What is Retention-Based Deletion?

Kafka topics with cleanup.policy=delete (the default) remove old messages based on time (retention.ms) or size (retention.bytes). Unlike compaction, retention deletes messages from the beginning of the log only.

Before retention:
  offset 0: key=A, timestamp=day1
  offset 1: key=B, timestamp=day1
  offset 2: key=C, timestamp=day2
  offset 3: key=D, timestamp=day3

After retention (7 days, day1 messages expired):
  offset 2: key=C, timestamp=day2  <- now the earliest
  offset 3: key=D, timestamp=day3

  low_watermark moved from 0 to 2

How This Affects Lag Measurement

Offset lag = latest_offset - committed_offset

If a consumer's committed offset points to a deleted message (compaction or retention):

The offset count suggests N messages behind
But some of those offsets no longer exist
Result: Offset lag is inflated (shows more lag than actual messages to process)

Time lag = now - timestamp_of_committed_offset_message

To calculate time lag, we seek to the committed offset and read the message timestamp.
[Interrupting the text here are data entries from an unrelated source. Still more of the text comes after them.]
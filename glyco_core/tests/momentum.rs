use chrono::{DateTime, Duration, TimeZone, Utc};
use glyco_core::config::MomentumCfg;
use glyco_core::momentum::momentum_effect;
use glyco_traits::GlucoseSample;

fn at(m: i64) -> DateTime<Utc> {
    Utc.with_ymd_and_hms(2024, 3, 1, 12, 0, 0).unwrap() + Duration::minutes(m)
}

fn samples(points: &[(i64, f64)]) -> Vec<GlucoseSample> {
    points
        .iter()
        .map(|&(m, v)| GlucoseSample::new(at(m), v))
        .collect()
}

fn effect(points: &[(i64, f64)]) -> Vec<glyco_core::GlucoseEffect> {
    momentum_effect(
        &samples(points),
        &MomentumCfg::default(),
        Duration::minutes(5),
        Duration::minutes(5),
    )
}

#[test]
fn window_boundary_sample_is_included() {
    // Three samples only reach min_samples if the one at exactly -15 counts.
    let curve = effect(&[(-15, 100.0), (-5, 120.0), (0, 130.0)]);
    assert_eq!(curve.first().map(|e| (e.time, e.value)), Some((at(0), 0.0)));
    assert_eq!(curve.last().map(|e| e.time), Some(at(30)));
    // slope 2 decaying over 30 min
    let total = curve.last().unwrap().value;
    assert!((total - 30.0).abs() < 1e-9, "total {total}");
}

#[test]
fn older_samples_are_outside_window() {
    let curve = effect(&[(-40, 300.0), (-15, 100.0), (-5, 120.0), (0, 130.0)]);
    assert!((curve.last().unwrap().value - 30.0).abs() < 1e-9);
}

#[test]
fn too_few_samples_give_no_effect() {
    assert!(effect(&[(-5, 120.0), (0, 130.0)]).is_empty());
    assert!(effect(&[]).is_empty());
}

#[test]
fn gap_beyond_tolerance_gives_no_effect() {
    assert!(effect(&[(-15, 100.0), (-4, 120.0), (0, 130.0)]).is_empty());
}

#[test]
fn duplicate_times_give_no_effect() {
    assert!(effect(&[(-10, 100.0), (-5, 110.0), (-5, 112.0), (0, 120.0)]).is_empty());
}

#[test]
fn flat_glucose_has_flat_momentum() {
    let curve = effect(&[(-15, 110.0), (-10, 110.0), (-5, 110.0), (0, 110.0)]);
    assert!(!curve.is_empty());
    assert!(curve.iter().all(|e| e.value.abs() < 1e-12));
}
//! Effect-curve value types and the small operations every stage shares.

use chrono::{DateTime, Duration, Utc};
use serde::{Deserialize, Serialize};

use crate::util::{duration_minutes, minutes_between};

/// A point on a cumulative glucose-effect curve.
#[derive(Debug, Clone, Copy, PartialEq, Serialize, Deserialize)]
pub struct GlucoseEffect {
    pub time: DateTime<Utc>,
    /// Cumulative change since the curve's first sample.
    pub value: f64,
}

impl GlucoseEffect {
    pub fn new(time: DateTime<Utc>, value: f64) -> Self {
        Self { time, value }
    }
}

/// Average rate of change between two effect-curve samples.
#[derive(Debug, Clone, Copy, PartialEq, Serialize, Deserialize)]
pub struct GlucoseEffectVelocity {
    pub start: DateTime<Utc>,
    pub end: DateTime<Utc>,
    /// Concentration per minute.
    pub rate: f64,
}

impl GlucoseEffectVelocity {
    pub fn minutes(&self) -> f64 {
        minutes_between(self.start, self.end)
    }

    /// Total change implied over the interval.
    pub fn effect(&self) -> f64 {
        self.rate * self.minutes()
    }
}

/// A forecast point; only produced at or after the prediction start.
#[derive(Debug, Clone, Copy, PartialEq, Serialize, Deserialize)]
pub struct PredictedGlucoseValue {
    pub time: DateTime<Utc>,
    pub value: f64,
}

/// Shift a curve so its first sample is exactly zero.
pub fn zeroed(mut curve: Vec<GlucoseEffect>) -> Vec<GlucoseEffect> {
    if let Some(first) = curve.first().map(|e| e.value) {
        for e in &mut curve {
            e.value -= first;
        }
        // Subtraction leaves -0.0 behind for a negative origin; normalize it.
        curve[0].value = 0.0;
    }
    curve
}

/// Value of a grid-sampled curve at exactly `t`.
pub fn value_at(curve: &[GlucoseEffect], t: DateTime<Utc>) -> Option<f64> {
    curve
        .binary_search_by(|e| e.time.cmp(&t))
        .ok()
        .map(|i| curve[i].value)
}

/// Change of a curve across `[from, to]`; `None` when either end is unsampled.
pub fn change_between(curve: &[GlucoseEffect], from: DateTime<Utc>, to: DateTime<Utc>) -> Option<f64> {
    Some(value_at(curve, to)? - value_at(curve, from)?)
}

/// Interval velocities between consecutive samples of a curve.
pub fn velocities(curve: &[GlucoseEffect]) -> Vec<GlucoseEffectVelocity> {
    curve
        .windows(2)
        .filter_map(|w| {
            let mins = minutes_between(w[0].time, w[1].time);
            (mins > 0.0).then(|| GlucoseEffectVelocity {
                start: w[0].time,
                end: w[1].time,
                rate: (w[1].value - w[0].value) / mins,
            })
        })
        .collect()
}

/// Effect of a rate that starts at `rate` (per minute) and decays linearly to
/// zero over `duration`, sampled every `delta` from `start`.
///
/// The first sample is zero; the full rate applies over the first step and the
/// last step adds nothing.
pub fn decaying_rate_effect(
    start: DateTime<Utc>,
    rate: f64,
    duration: Duration,
    delta: Duration,
) -> Vec<GlucoseEffect> {
    let step = duration_minutes(delta);
    let total = duration_minutes(duration);
    if step <= 0.0 || total <= step {
        return Vec::new();
    }
    let end = start + duration;
    let decay_start = start + delta;
    let slope = -rate / (total - step);

    let mut values = vec![GlucoseEffect::new(start, 0.0)];
    let mut last = 0.0;
    let mut t = decay_start;
    while t <= end {
        let current_rate = rate + slope * minutes_between(decay_start, t);
        last += current_rate * step;
        values.push(GlucoseEffect::new(t, last));
        t += delta;
    }
    values
}

#[cfg(test)]
mod tests {
    use super::*;
    use chrono::TimeZone;

    fn at(m: i64) -> DateTime<Utc> {
        Utc.with_ymd_and_hms(2024, 1, 1, 0, 0, 0).unwrap() + Duration::minutes(m)
    }

    #[test]
    fn zeroed_starts_at_zero() {
        let curve = vec![GlucoseEffect::new(at(0), -3.5), GlucoseEffect::new(at(5), -7.0)];
        let z = zeroed(curve);
        assert_eq!(z[0].value, 0.0);
        assert!(z[0].value.is_sign_positive());
        assert!((z[1].value + 3.5).abs() < 1e-12);
    }

    #[test]
    fn decay_effect_integrates_triangle() {
        // rate 1/min decaying over 60 min at 5 min steps
        let curve = decaying_rate_effect(at(0), 1.0, Duration::minutes(60), Duration::minutes(5));
        assert_eq!(curve.first().map(|e| e.value), Some(0.0));
        assert_eq!(curve.last().map(|e| e.time), Some(at(60)));
        let total = curve.last().map(|e| e.value).unwrap();
        // Rates 1.0, 10/11, ..., 0 at 5 min each: 5 * (12 * 1/2) = 30
        assert!((total - 30.0).abs() < 1e-9, "total {total}");
        let last_two: Vec<f64> = curve.iter().rev().take(2).map(|e| e.value).collect();
        assert!((last_two[0] - last_two[1]).abs() < 1e-12);
    }

    #[test]
    fn velocities_between_samples() {
        let curve = vec![
            GlucoseEffect::new(at(0), 0.0),
            GlucoseEffect::new(at(5), 10.0),
            GlucoseEffect::new(at(10), 5.0),
        ];
        let v = velocities(&curve);
        assert_eq!(v.len(), 2);
        assert!((v[0].rate - 2.0).abs() < 1e-12);
        assert!((v[1].rate + 1.0).abs() < 1e-12);
        assert!((v[1].effect() + 5.0).abs() < 1e-12);
    }
}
But if that offset was deleted:

Kafka returns the next available message instead
That message has a later timestamp than the original
Result: Time lag is understated (shows less lag than reality)

Both compaction and retention cause the same effect on measurements.

Example

Consumer committed offset: 100
Actual situation after compaction:
  - Offsets 100-149 were compacted away
  - Next available message is at offset 150

When we measure:
  - We seek to offset 100
  - Kafka returns message at offset 150
  - We use offset 150's timestamp (which is much later)
  - Time lag appears smaller than it really is

Detection Mechanisms

Compaction Detection

The exporter detects compaction by comparing offsets after polling:

Requested offset: The committed offset we seek to
Actual offset: The offset of the message Kafka returns (msg.offset())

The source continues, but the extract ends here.